La preuve doit également établir que la conduite objectivement dangereuse adoptée par le conducteur constitue un écart marqué par rapport à la norme de diligence que respecterait un conducteur raisonnable dans les mêmes circonstances. Le critère de l'écart marqué souligne le haut degré de négligence nécessaire pour engager la responsabilité criminelle. Ainsi, une imprudence, une simple négligence ou une erreur de jugement sont insuffisantes pour engager la responsabilité criminelle d'un individu.
Par ailleurs, le Code de la sécurité routière (ci-après le « Code ») contient certaines dispositions relatives à la conduite d'un véhicule d'urgence. L'article 378 précise que le conducteur d'un véhicule d'urgence ne doit actionner les feux clignotants ou pivotants ou les avertisseurs sonores ou un dispositif de changement des signaux lumineux de circulation visés à l'article 255 dont est muni son véhicule, que dans l'exercice de ses fonctions et si les circonstances l'exigent. Il n'est alors pas tenu de respecter certaines dispositions du Code.
Dans ce dossier, l'agent du SPVQ qui conduisait le véhicule de patrouille n'a pas conduit d'une façon dangereuse eu égard à l'ensemble des circonstances. Les motifs de l'interception étaient justifiés, la poursuite a été de très courte durée et le véhicule de patrouille n'est pas entré en collision avec la moto. Ce dernier suivait d'ailleurs de plusieurs secondes la moto du conducteur en fuite au moment de sa perte de contrôle.

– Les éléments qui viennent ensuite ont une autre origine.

//! CRC-16/CCITT-FALSE payload checksum

/// CRC-16 with polynomial 0x1021, initial value 0xFFFF, no reflection.
pub fn crc16(data: &[u8]) -> u16 {
    let mut crc: u16 = 0xFFFF;
    for &byte in data {
        crc ^= (byte as u16) << 8;
        for _ in 0..8 {
            crc = if crc & 0x8000 != 0 {
                (crc << 1) ^ 0x1021
            } else {
                crc << 1
            };
        }
    }
    crc
}

#[cfg(test)]
mod tests {
    use super::*;

    #[test]
    fn test_check_value() {
        assert_eq!(crc16(b"123456789"), 0x29B1);
    }

    #[test]
    fn test_empty_is_initial_value() {
        assert_eq!(crc16(&[]), 0xFFFF);
    }

    #[test]
    fn test_detects_byte_change() {
        assert_ne!(crc16(b"test 123"), crc16(b"test 124"));
    }
}
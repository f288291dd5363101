//! Capture ring buffer and sample conversion
//!
//! Positions handed out by [`RingBuffer`] are absolute sample indices since
//! the buffer was created, so callers can keep cursors across wrap-around.

use crate::{CoreError, Result};
use dasp::Sample;
use tracing::trace;

/// Fixed-capacity circular buffer of 16-bit PCM samples.
///
/// The producer only advances the write cursor; the consumer reads behind it
/// and advances the consumed cursor. Writing more than `capacity` samples
/// ahead of the consumer overwrites the oldest unconsumed audio.
#[derive(Debug, Clone)]
pub struct RingBuffer {
    data: Vec<i16>,
    write_pos: u64,
    consumed_pos: u64,
}

impl RingBuffer {
    /// Create an empty ring buffer holding `capacity` samples
    pub fn new(capacity: usize) -> Result<Self> {
        if capacity == 0 {
            return Err(CoreError::InvalidCapacity { capacity });
        }

        Ok(Self {
            data: vec![0; capacity],
            write_pos: 0,
            consumed_pos: 0,
        })
    }

    pub fn capacity(&self) -> usize {
        self.data.len()
    }

    /// Total number of samples ever written
    pub fn write_position(&self) -> u64 {
        self.write_pos
    }

    pub fn consumed_position(&self) -> u64 {
        self.consumed_pos
    }

    /// Oldest absolute position still held in the buffer
    pub fn oldest_available(&self) -> u64 {
        self.write_pos.saturating_sub(self.data.len() as u64)
    }

    /// Number of samples written but not yet consumed
    pub fn unconsumed(&self) -> usize {
        (self.write_pos - self.consumed_pos.max(self.oldest_available())) as usize
    }

    /// Append samples, returning how many unconsumed samples were overwritten.
    pub fn push(&mut self, samples: &[i16]) -> usize {
        let capacity = self.data.len() as u64;
        let previous_floor = self.consumed_pos.max(self.oldest_available());

        // Only the last `capacity` samples of an oversized push survive.
        let skip = samples.len().saturating_sub(self.data.len());
        for (i, &sample) in samples.iter().enumerate().skip(skip) {
            let index = ((self.write_pos + i as u64) % capacity) as usize;
            self.data[index] = sample;
        }
        self.write_pos += samples.len() as u64;

        let oldest = self.oldest_available();
        let lost = oldest.saturating_sub(previous_floor);
        if oldest > self.consumed_pos {
            self.consumed_pos = oldest;
        }
        if lost > 0 {
            trace!(lost, oldest, "overwrote unconsumed samples");
        }
        lost as usize
    }

    /// Copy samples starting at absolute position `start` into `out`.
    pub fn read(&self, start: u64, out: &mut [i16]) -> Result<()> {
        let end = start + out.len() as u64;
        if start < self.oldest_available() {
            return Err(CoreError::Overwritten {
                start,
                end,
                oldest: self.oldest_available(),
            });
        }
        if end > self.write_pos {
            return Err(CoreError::NotYetWritten {
                start,
                end,
                written: self.write_pos,
            });
        }

        let capacity = self.data.len() as u64;
        for (i, slot) in out.iter_mut().enumerate() {
            *slot = self.data[((start + i as u64) % capacity) as usize];
        }
        Ok(())
    }

    /// Owned copy of `len` samples starting at `start`
    pub fn read_vec(&self, start: u64, len: usize) -> Result<Vec<i16>> {
        let mut out = vec![0; len];
        self.read(start, &mut out)?;
        Ok(out)
    }

    /// Mark everything before `pos` as consumed. Never moves backwards and
    /// never passes the write cursor.
    pub fn consume_to(&mut self, pos: u64) {
        let pos = pos.min(self.write_pos);
        if pos > self.consumed_pos {
            self.consumed_pos = pos;
        }
    }

    /// Drop all content and reset both cursors
    pub fn clear(&mut self) {
        self.data.fill(0);
        self.write_pos = 0;
        self.consumed_pos = 0;
    }
}

/// Convert 16-bit PCM to floating point in `[-1.0, 1.0)`
pub fn to_f64_samples(samples: &[i16]) -> Vec<f64> {
    samples.iter().map(|s| s.to_sample::<f64>()).collect()
}

/// Convert floating point samples to 16-bit PCM, saturating at full scale
pub fn to_i16_samples(samples: &[f64]) -> Vec<i16> {
    samples
        .iter()
        .map(|s| s.clamp(-1.0, 1.0).to_sample::<i16>())
        .collect()
}
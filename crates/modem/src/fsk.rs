//! Binary FSK demodulation
//!
//! Receive chain per sample: sign, XOR with the sign half a tone earlier
//! (comb filter), map to ±1, windowed-sinc low-pass, sign again, then the
//! digital PLL picks one bit per tone.

use crate::common::{DecodedTone, Demodulator, ModulationConfig, PacketEnd, SyncScheme};
use crate::error::config_error;
use crate::pll::DigitalPll;
use crate::sync::MarkerMatcher;
use crate::tones::bytes_to_tones;
use crate::Result;
use std::collections::VecDeque;
use tonelink_core::buffer::RingBuffer;
use tonelink_core::filter::{Filter, FirFilter};
use tracing::debug;

/// Samples pulled from the ring buffer per read
const READ_CHUNK: u64 = 4096;

/// XOR of the current sign bit with the one `delay` samples earlier.
/// High while the carrier period is close to twice the delay.
#[derive(Debug, Clone)]
pub struct CombFilter {
    history: VecDeque<bool>,
    delay: usize,
}

impl CombFilter {
    pub fn new(delay: usize) -> Self {
        Self {
            history: VecDeque::from(vec![false; delay]),
            delay,
        }
    }

    pub fn process(&mut self, positive: bool) -> bool {
        if self.delay == 0 {
            return false;
        }
        self.history.push_back(positive);
        let delayed = self.history.pop_front().unwrap_or(false);
        positive ^ delayed
    }

    pub fn reset(&mut self) {
        self.history.iter_mut().for_each(|b| *b = false);
    }
}

#[derive(Debug, Clone)]
pub struct FskDemodulator {
    comb: CombFilter,
    lowpass: FirFilter,
    pll: DigitalPll,
}

impl FskDemodulator {
    pub fn new(config: &ModulationConfig) -> Result<Self> {
        let sample_rate = config.sample_rate as f64;
        Ok(Self {
            comb: CombFilter::new(config.samples_per_tone() / 2),
            lowpass: FirFilter::lowpass(
                config.lowpass.cutoff,
                sample_rate,
                config.lowpass.taps,
                config.lowpass.window,
            )?,
            pll: DigitalPll::new(sample_rate, config.tones_per_second as f64)?,
        })
    }

    /// Feed one PCM sample; yields a bit when the PLL marks a tone centre.
    pub fn process_sample(&mut self, sample: i16) -> Option<u8> {
        let xored = self.comb.process(sample > 0);
        let level = self.lowpass.process_sample(if xored { 1.0 } else { -1.0 });
        let bit = level > 0.0;
        self.pll.update(bit).then_some(bit as u8)
    }

    /// Demodulate a whole recording into bits
    pub fn demodulate(&mut self, samples: &[i16]) -> Vec<u8> {
        samples
            .iter()
            .filter_map(|&s| self.process_sample(s))
            .collect()
    }

    pub fn pll(&self) -> &DigitalPll {
        &self.pll
    }

    pub fn reset(&mut self) {
        self.comb.reset();
        self.lowpass.reset();
        self.pll.reset();
    }
}

/// Streaming FSK receiver: finds the start marker in the demodulated bit
/// stream, then hands out one bit per tone.
#[derive(Debug, Clone)]
pub struct FskReceiver {
    demodulator: FskDemodulator,
    matcher: MarkerMatcher,
    sync_span: usize,
}

impl FskReceiver {
    pub fn new(config: &ModulationConfig) -> Result<Self> {
        let SyncScheme::Marker { marker, .. } = &config.sync else {
            return Err(config_error("FSK receiver needs marker synchronization"));
        };

        Ok(Self {
            demodulator: FskDemodulator::new(config)?,
            matcher: MarkerMatcher::new(bytes_to_tones(marker.as_bytes(), 1, false)?)?,
            sync_span: config.sync_span(),
        })
    }

    pub fn demodulator(&self) -> &FskDemodulator {
        &self.demodulator
    }

    /// Run samples from `cursor` up to the write position through the
    /// chain until `on_bit` returns true.
    fn feed_until(
        &mut self,
        ring: &RingBuffer,
        cursor: &mut u64,
        mut on_bit: impl FnMut(&mut Self, u8) -> bool,
    ) -> Result<bool> {
        let end = ring.write_position();
        while *cursor < end {
            let len = (end - *cursor).min(READ_CHUNK) as usize;
            let chunk = ring.read_vec(*cursor, len)?;
            for (i, &sample) in chunk.iter().enumerate() {
                if let Some(bit) = self.demodulator.process_sample(sample) {
                    if on_bit(self, bit) {
                        *cursor += i as u64 + 1;
                        return Ok(true);
                    }
                }
            }
            *cursor += len as u64;
        }
        Ok(false)
    }
}

impl Demodulator for FskReceiver {
    fn acquire(&mut self, ring: &RingBuffer, cursor: &mut u64) -> Result<bool> {
        let found = self.feed_until(ring, cursor, |rx, bit| rx.matcher.push(bit))?;
        if found {
            debug!(
                position = *cursor,
                locked = self.demodulator.pll().locked(),
                "start marker found"
            );
        }
        Ok(found)
    }

    fn next_tone(&mut self, ring: &RingBuffer, cursor: &mut u64) -> Result<Option<DecodedTone>> {
        let mut decoded = None;
        self.feed_until(ring, cursor, |_, bit| {
            decoded = Some(DecodedTone::Data(bit));
            true
        })?;
        Ok(decoded)
    }

    fn packet_end(&self) -> PacketEnd {
        PacketEnd::Length
    }

    fn trailer_tone(&self) -> DecodedTone {
        DecodedTone::Data(1)
    }

    fn lookbehind(&self) -> usize {
        0
    }

    fn sync_span(&self) -> usize {
        self.sync_span
    }

    fn reset(&mut self) {
        self.matcher.reset();
    }
}

#[cfg(test)]
mod tests {
    use super::*;
    use crate::modulator::ToneModulator;
    use crate::tones::tones_to_bytes;
    use rand::rngs::StdRng;
    use rand::SeedableRng;
    use rand_distr::{Distribution, Normal};

    fn transmission(payload: &[u8]) -> Vec<i16> {
        let modulator = ToneModulator::new(ModulationConfig::fsk()).unwrap();
        let tones = bytes_to_tones(payload, 1, false).unwrap();
        modulator.modulate(&tones).unwrap()
    }

    fn find_payload(bits: &[u8], len: usize) -> Option<Vec<u8>> {
        let marker = bytes_to_tones(b"RAPHBIN", 1, false).unwrap();
        let start = MarkerMatcher::new(marker).unwrap().find(bits)?;
        let end = (start + len * 8).min(bits.len());
        tones_to_bytes(&bits[start..end], 1, false).ok()
    }

    #[test]
    fn test_comb_filter_delay() {
        let mut comb = CombFilter::new(2);
        let out: Vec<bool> = [true, true, false, true, false]
            .iter()
            .map(|&b| comb.process(b))
            .collect();
        // compares with input two steps back (initially false)
        assert_eq!(out, vec![true, true, true, false, false]);
    }

    #[test]
    fn test_clean_signal_decodes() {
        let mut samples = vec![0i16; 1000];
        samples.extend(transmission(b"hello, modem"));
        samples.extend(vec![0i16; 1000]);

        let mut demodulator = FskDemodulator::new(&ModulationConfig::fsk()).unwrap();
        let bits = demodulator.demodulate(&samples);
        assert_eq!(find_payload(&bits, 12).unwrap(), b"hello, modem");
        assert!(demodulator.pll().locked());
    }

    #[test]
    fn test_noisy_signal_decodes() {
        let mut rng = StdRng::seed_from_u64(42);
        let noise = Normal::new(0.0, 3000.0).unwrap();
        let samples: Vec<i16> = transmission(b"noisy")
            .into_iter()
            .map(|s| (s as f64 + noise.sample(&mut rng)).clamp(-32768.0, 32767.0) as i16)
            .collect();

        let mut demodulator = FskDemodulator::new(&ModulationConfig::fsk()).unwrap();
        let bits = demodulator.demodulate(&samples);
        assert_eq!(find_payload(&bits, 5).unwrap(), b"noisy");
    }

    #[test]
    fn test_receiver_streams_bits_after_marker() {
        let config = ModulationConfig::fsk();
        let mut receiver = FskReceiver::new(&config).unwrap();
        let mut ring = RingBuffer::new(1 << 16).unwrap();
        let mut cursor = 0u64;

        let payload = b"ok";
        let signal = transmission(payload);
        let (first, second) = signal.split_at(signal.len() / 3);

        ring.push(&vec![0i16; 500]);
        ring.push(first);
        // the marker is not complete in the first third
        assert!(!receiver.acquire(&ring, &mut cursor).unwrap());
        assert_eq!(cursor, ring.write_position());

        ring.push(second);
        assert!(receiver.acquire(&ring, &mut cursor).unwrap());

        let mut bits = Vec::new();
        while bits.len() < 16 {
            match receiver.next_tone(&ring, &mut cursor).unwrap() {
                Some(DecodedTone::Data(bit)) => bits.push(bit),
                other => panic!("unexpected {:?}", other),
            }
        }
        assert_eq!(tones_to_bytes(&bits, 1, false).unwrap(), payload);
        assert_eq!(receiver.trailer_tone(), DecodedTone::Data(1));
    }
}
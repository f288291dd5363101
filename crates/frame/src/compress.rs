//! Trimmed gzip
//!
//! A gzip member minus its fixed 10-byte header and with the 4-byte ISIZE
//! trailer cut to its low 16 bits. What remains is the raw deflate body,
//! the CRC32 of the uncompressed data (little endian) and the uncompressed
//! length modulo 65536 (little endian). Gzip tools read it back after
//! prepending a standard header and two zero bytes.

use crate::{FrameError, Result};
use flate2::read::DeflateDecoder;
use flate2::write::DeflateEncoder;
use flate2::Compression;
use std::io::{Read, Write};

/// Bytes following the deflate body: CRC32 + truncated size
pub const TRAILER_SIZE: usize = 6;

pub fn compress(data: &[u8]) -> Result<Vec<u8>> {
    let mut encoder = DeflateEncoder::new(Vec::new(), Compression::best());
    encoder
        .write_all(data)
        .map_err(|e| FrameError::Compression { msg: e.to_string() })?;
    let mut out = encoder
        .finish()
        .map_err(|e| FrameError::Compression { msg: e.to_string() })?;

    out.extend_from_slice(&crc32fast::hash(data).to_le_bytes());
    out.extend_from_slice(&(data.len() as u16).to_le_bytes());
    Ok(out)
}

pub fn decompress(data: &[u8]) -> Result<Vec<u8>> {
    if data.len() < TRAILER_SIZE {
        return Err(FrameError::Decompression {
            msg: format!("{} bytes is shorter than the gzip trailer", data.len()),
        });
    }

    let (body, trailer) = data.split_at(data.len() - TRAILER_SIZE);
    let mut out = Vec::new();
    DeflateDecoder::new(body)
        .read_to_end(&mut out)
        .map_err(|e| FrameError::Decompression { msg: e.to_string() })?;

    let expected_crc = u32::from_le_bytes([trailer[0], trailer[1], trailer[2], trailer[3]]);
    let actual_crc = crc32fast::hash(&out);
    if expected_crc != actual_crc {
        return Err(FrameError::Decompression {
            msg: format!("CRC32 {:#010x} does not match {:#010x}", actual_crc, expected_crc),
        });
    }

    let expected_size = u16::from_le_bytes([trailer[4], trailer[5]]);
    if expected_size != out.len() as u16 {
        return Err(FrameError::Decompression {
            msg: format!(
                "size {} does not match trailer size {}",
                out.len() as u16,
                expected_size
            ),
        });
    }

    Ok(out)
}
//! Tonelink TX - encode data into a WAV file

use anyhow::Result;
use clap::Parser;
use tonelink_tools::cli::{run_tx, ProfileArgs, TxArgs};
use tonelink_tools::common::init_logging;

#[derive(Parser)]
#[command(name = "tonelink-tx")]
#[command(about = "Tonelink transmitter")]
struct Args {
    /// Enable verbose output
    #[arg(short, long)]
    verbose: bool,

    #[command(flatten)]
    profile: ProfileArgs,

    #[command(flatten)]
    tx: TxArgs,
}

fn main() -> Result<()> {
    let args = Args::parse();
    init_logging(args.verbose, false);
    run_tx(&args.profile.resolve()?, &args.tx)
}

Conséquemment, à la suite de son analyse, le DPCP est d'avis que la preuve ne révèle pas la commission d'une infraction criminelle par les policiers du SPVQ impliqués dans cet événement.
Le DPCP fournit, au nom de l'État, un service de poursuites criminelles et pénales indépendant, contribuant à assurer la protection de la société, dans le respect de l'intérêt public et des intérêts légitimes des victimes.
Chaque dossier soumis au DPCP est analysé avec rigueur et impartialité. La norme qui guide les procureurs concernant l'opportunité d'entreprendre une poursuite est prévue à la directive ACC-3. En droit criminel, le fardeau de la preuve que doit satisfaire la poursuite est très exigeant. En raison du principe de la présomption d'innocence, la poursuite doit en effet faire une démonstration hors de tout doute raisonnable de la culpabilité de l'accusé devant le tribunal.
La décision de poursuivre ou non est une décision discrétionnaire prise par le procureur dans l'exécution de ses obligations professionnelles sans crainte d'ingérence judiciaire ou politique et sans céder à la pression médiatique. Par ailleurs, ce n'est pas la tâche du procureur de se prononcer sur une possible faute civile ou déontologique. Il ne cherche que les éléments lui permettant de conclure qu'un acte criminel a été commis et de déterminer s'il peut raisonnablement en faire la preuve. Il ne lui appartient pas non plus de formuler des commentaires ou des recommandations concernant les méthodes d'intervention policière.
La publication des motifs qui étayent la décision de ne pas porter d'accusation dans certains dossiers revêt un caractère exceptionnel et s'appuie sur des lignes directrices.